[Saved data entries]
//! Node runtime
//!
//! [`DeviceContext`] is the state every task of a node shares: the channel
//! registry, the relay controller, the flag store and the uplink. [`boot`]
//! probes the hardware and builds it; [`leaf`] and [`root`] are the two
//! message loops.

pub mod leaf;
pub mod root;

use crate::config::{GpioConfig, TimingConfig};
use crate::device::{ChannelRegistry, DeviceId, HardwareAddress};
use crate::error::FatalError;
use crate::lifecycle::Lifecycle;
use crate::link::Uplink;
use crate::relay::{EventAggregator, PinBank, RelayController};
use crate::storage::SharedStore;
use serde_json::{Map, Value};
use std::sync::Arc;
use tokio::sync::Mutex;
use tracing::{debug, error, info, warn};

pub struct DeviceContext {
    pub device_id: DeviceId,
    pub registry: Mutex<ChannelRegistry>,
    pub controller: RelayController,
    pub events: Arc<EventAggregator>,
    pub store: SharedStore,
    pub uplink: Arc<dyn Uplink>,
    pub lifecycle: Lifecycle,
    pub timing: TimingConfig,
}

impl DeviceContext {
    /// Sends the current commandable channel values upstream
    pub async fn emit_telemetry(&self) {
        let doc = self.registry.lock().await.to_telemetry_document();
        self.publish(&doc, "telemetry");
    }

    /// Sends the provisioning document upstream
    pub async fn announce(&self) {
        let doc = self.registry.lock().await.to_provisioning_document();
        self.publish(&doc, "announcement");
    }

    fn publish(&self, doc: &Value, what: &str) {
        let bytes = match serde_json::to_vec(doc) {
            Ok(bytes) => bytes,
            Err(e) => {
                error!("Failed to encode {}: {}", what, e);
                return;
            }
        };
        match self.uplink.publish(&bytes) {
            Ok(()) => debug!("Sent {} ({} bytes)", what, bytes.len()),
            Err(e) => warn!("Failed to send {}: {}", what, e),
        }
    }

    /// Drives the relays named in `channels` and mirrors the ports into the
    /// registry. Returns how many channels were applied.
    pub async fn apply_channels(&self, channels: &Map<String, Value>) -> usize {
        let applied = self.controller.apply_command(channels).await;
        self.sync_registry().await;
        applied.len()
    }

    /// Copies the current state of every populated port into the registry.
    ///
    /// Ports are read after the registry lock is taken, so whichever sync runs
    /// last writes the latest relay state, whatever order the button and
    /// command paths changed the ports in.
    pub async fn sync_registry(&self) {
        let mut registry = self.registry.lock().await;
        for port in self.controller.ports().await {
            let Some(on) = port.state().as_bool() else {
                continue;
            };
            if let Err(e) = registry.set_value(port.channel(), on) {
                debug!("Registry rejected {}: {}", port.channel(), e);
            }
        }
    }
}

/// Inputs to [`boot`]
pub struct NodeParts {
    pub device_name: String,
    pub address: HardwareAddress,
    pub board: Arc<dyn PinBank>,
    pub gpio: GpioConfig,
    pub timing: TimingConfig,
    pub store: SharedStore,
    pub uplink: Arc<dyn Uplink>,
    pub lifecycle: Lifecycle,
}

/// Probes the relay ports and builds the shared context
pub async fn boot(parts: NodeParts) -> Result<Arc<DeviceContext>, FatalError> {
    let mut registry = ChannelRegistry::create(&parts.device_name, &parts.address)?;
    let controller = RelayController::new(parts.board, &parts.gpio.ports, parts.gpio.reset_pin)?;
    let events = Arc::new(EventAggregator::new());

    let populated = controller.detect(&events, parts.gpio.settle()).await?;
    controller.register_channels(&mut registry).await?;
    info!(
        "Device {} up, {} of {} ports populated",
        registry.device_id(),
        populated,
        parts.gpio.ports.len()
    );
    debug!("{}", registry);

    Ok(Arc::new(DeviceContext {
        device_id: registry.device_id().clone(),
        registry: Mutex::new(registry),
        controller,
        events,
        store: parts.store,
        uplink: parts.uplink,
        lifecycle: parts.lifecycle,
        timing: parts.timing,
    }))
}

- **Exercise aim**
Every line above from the line with "use crate::storage::SharedStore;" to the line with "let applied = self.controller.apply_command(channels).await;", inclusive, must be returned exactly; no other line belongs in the reply.

- **Answer box**
use crate::storage::SharedStore;
use serde_json::{Map, Value};
use std::sync::Arc;
use tokio::sync::Mutex;
use tracing::{debug, error, info, warn};

pub struct DeviceContext {
    pub device_id: DeviceId,
    pub registry: Mutex<ChannelRegistry>,
    pub controller: RelayController,
    pub events: Arc<EventAggregator>,
    pub store: SharedStore,
    pub uplink: Arc<dyn Uplink>,
    pub lifecycle: Lifecycle,
    pub timing: TimingConfig,
}

impl DeviceContext {
    /// Sends the current commandable channel values upstream
    pub async fn emit_telemetry(&self) {
        let doc = self.registry.lock().await.to_telemetry_document();
        self.publish(&doc, "telemetry");
    }

    /// Sends the provisioning document upstream
    pub async fn announce(&self) {
        let doc = self.registry.lock().await.to_provisioning_document();
        self.publish(&doc, "announcement");
    }

    fn publish(&self, doc: &Value, what: &str) {
        let bytes = match serde_json::to_vec(doc) {
            Ok(bytes) => bytes,
            Err(e) => {
                error!("Failed to encode {}: {}", what, e);
                return;
            }
        };
        match self.uplink.publish(&bytes) {
            Ok(()) => debug!("Sent {} ({} bytes)", what, bytes.len()),
            Err(e) => warn!("Failed to send {}: {}", what, e),
        }
    }

    /// Drives the relays named in `channels` and mirrors the ports into the
    /// registry. Returns how many channels were applied.
    pub async fn apply_channels(&self, channels: &Map<String, Value>) -> usize {
        let applied = self.controller.apply_command(channels).await;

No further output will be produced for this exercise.